**Work required**
For the listing below, show each line that includes the string "Context".

**Records provided**
****
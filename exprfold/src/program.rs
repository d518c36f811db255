use std::fmt;

use tracing::trace_span;

use crate::context::{Args, Context};
use crate::error::{EvalError, ShapeError};
use crate::expr::{Expr, Function};
use crate::limits::Limits;
use crate::shape;

/// A validated function: the unit of execution.
///
/// Every shape constraint (variable ranges, call and recursion arities, fold and generator
/// function arities, non-empty operand lists) is checked once when the program is built, so
/// running it can only fail on the top-level argument count or on an opt-in [`Limits`] bound.
///
/// Programs hold no mutable state: they can be run any number of times, from any number of
/// threads, and every run starts from scratch.
#[derive(Debug, Clone, PartialEq)]
pub struct Program {
    function: Function,
}

impl Program {
    pub fn new(body: Expr, arity: usize) -> Result<Self, ShapeError> {
        Self::from_function(Function::new(body, arity))
    }

    pub fn from_function(function: Function) -> Result<Self, ShapeError> {
        shape::check(&function)?;
        Ok(Self { function })
    }

    pub fn arity(&self) -> usize {
        self.function.arity()
    }

    pub fn function(&self) -> &Function {
        &self.function
    }

    pub fn into_function(self) -> Function {
        self.function
    }

    /// Run with exactly `arity` arguments and no resource limits.
    pub fn run(&self, args: &[f64]) -> Result<f64, EvalError> {
        self.run_with(args, &Limits::default())
    }

    pub fn run_with(&self, args: &[f64], limits: &Limits) -> Result<f64, EvalError> {
        if args.len() != self.arity() {
            return Err(EvalError::ArgumentCount {
                expected: self.arity(),
                found: args.len(),
            });
        }
        let _span = trace_span!("run", arity = self.arity()).entered();
        Context::root(&self.function, Args::from_slice(args), limits).evaluate()
    }
}

impl TryFrom<Function> for Program {
    type Error = ShapeError;

    fn try_from(function: Function) -> Result<Self, Self::Error> {
        Self::from_function(function)
    }
}

impl fmt::Display for Program {
    fn fmt(&self, f: &mut fmt::Formatter<'_>) -> fmt::Result {
        fmt::Display::fmt(&self.function, f)
    }
}

#[cfg(test)]
mod tests {
    use super::*;
    use crate::dsl::*;
    use crate::NodeKind;

    fn assert_send_sync<T: Send + Sync>() {}

    #[test]
    fn programs_are_shareable() {
        assert_send_sync::<Program>();
    }

    #[test]
    fn wrong_argument_count_fails_before_evaluation() {
        // evaluating this body would exceed the depth limit, the count check comes first
        let program = Program::new(recurse([var(0)]), 1).unwrap();
        let limits = Limits::unbounded().with_max_depth(1);

        assert_eq!(
            program.run_with(&[1.0, 2.0], &limits),
            Err(EvalError::ArgumentCount {
                expected: 1,
                found: 2,
            })
        );
        assert_eq!(
            program.run(&[]),
            Err(EvalError::ArgumentCount {
                expected: 1,
                found: 0,
            })
        );
        assert_eq!(
            program.run_with(&[1.0], &limits),
            Err(EvalError::DepthLimit { limit: 1 })
        );
    }

    #[test]
    fn shape_errors_surface_from_new() {
        let err = Program::new(call(function(var(0), 1), [value(1), value(2)]), 0).unwrap_err();
        assert_eq!(
            err,
            ShapeError::ArityMismatch {
                node: NodeKind::Call,
                expected: 1,
                found: 2,
            }
        );
        assert!(Program::try_from(function(var(1), 1)).is_err());
    }

    #[test]
    fn repeated_runs_are_independent() {
        // a generator in the body starts over on every run
        let body = sum(range(function(var(0), 1), value(0), var(0)));
        let program = Program::new(body, 1).unwrap();

        assert_eq!(program.run(&[4.0]), Ok(6.0));
        assert_eq!(program.run(&[4.0]), Ok(6.0));
        assert_eq!(program.run(&[5.0]), Ok(10.0));
        assert_eq!(program.run(&[4.0]), Ok(6.0));
    }

    #[test]
    fn generator_reused_inside_one_run_restarts() {
        // the same generator description is drained by two separate sums
        let gen = range(function(var(0), 1), value(1), value(4));
        let body = add([sum(gen.clone()), sum(gen)]);
        assert_eq!(Program::new(body, 0).unwrap().run(&[]), Ok(12.0));
    }

    #[test]
    fn sum_inside_a_recursive_function_gets_a_cursor_per_invocation() {
        // f(n) = sum(0..n) + (n > 0 ? f(n - 1) : 0)
        let body = add([
            sum(range(function(var(0), 1), value(0), var(0))),
            if_(lt(value(0), var(0)), recurse([add([var(0), value(-1)])])),
        ]);
        let program = Program::new(call(function(body, 1), [var(0)]), 1).unwrap();
        // 0 + 0 + 1 + 3 + 6 + 10
        assert_eq!(program.run(&[5.0]), Ok(20.0));
    }
}
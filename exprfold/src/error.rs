//! Construction and evaluation errors

use thiserror::Error;

use crate::expr::{NodeKind, Role};

/// Result type for operations that can fail either while building or running a program
pub type Result<T> = std::result::Result<T, Error>;

/// A tree that cannot be turned into a [`crate::Program`].
///
/// All of these are detected by [`crate::Program::new`], before anything is evaluated.
#[derive(Debug, Clone, PartialEq, Eq, Error)]
pub enum ShapeError {
    /// A `Variable` refers past the arguments of its enclosing function.
    #[error("variable {index} is out of range for a function of arity {arity}")]
    VariableOutOfRange { index: usize, arity: usize },

    /// A node passes the wrong number of arguments to a function, or invokes a
    /// function whose arity does not fit the node.
    #[error("{node} expects {expected} argument(s), found {found}")]
    ArityMismatch {
        node: NodeKind,
        expected: usize,
        found: usize,
    },

    #[error("{node} needs at least one operand")]
    NoOperands { node: NodeKind },

    /// A child slot holds a node of the wrong role.
    #[error("expected {expected} node, found {found} node")]
    RoleMismatch { expected: Role, found: Role },
}

/// A failure while running an already validated program.
#[derive(Debug, Clone, PartialEq, Eq, Error)]
pub enum EvalError {
    /// The top-level argument array does not match the program's arity.
    #[error("program expects {expected} argument(s), found {found}")]
    ArgumentCount { expected: usize, found: usize },

    #[error("call depth limit of {limit} exceeded")]
    DepthLimit { limit: usize },

    /// A single fold or generator ran for more iterations than allowed.
    #[error("iteration limit of {limit} exceeded")]
    StepLimit { limit: u64 },
}

#[derive(Debug, Clone, PartialEq, Eq, Error)]
pub enum Error {
    #[error(transparent)]
    Shape(#[from] ShapeError),

    #[error(transparent)]
    Eval(#[from] EvalError),
}

#[cfg(test)]
mod tests {
    use super::*;

    #[test]
    fn messages() {
        let err = ShapeError::ArityMismatch {
            node: NodeKind::ReduceRange,
            expected: 2,
            found: 1,
        };
        assert_eq!(err.to_string(), "reduce_range expects 2 argument(s), found 1");

        let err: Error = EvalError::DepthLimit { limit: 8 }.into();
        assert_eq!(err.to_string(), "call depth limit of 8 exceeded");
    }
}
****
**Task output**
use crate::context::{Args, Context};
        Context::root(&self.function, Args::from_slice(args), limits).evaluate()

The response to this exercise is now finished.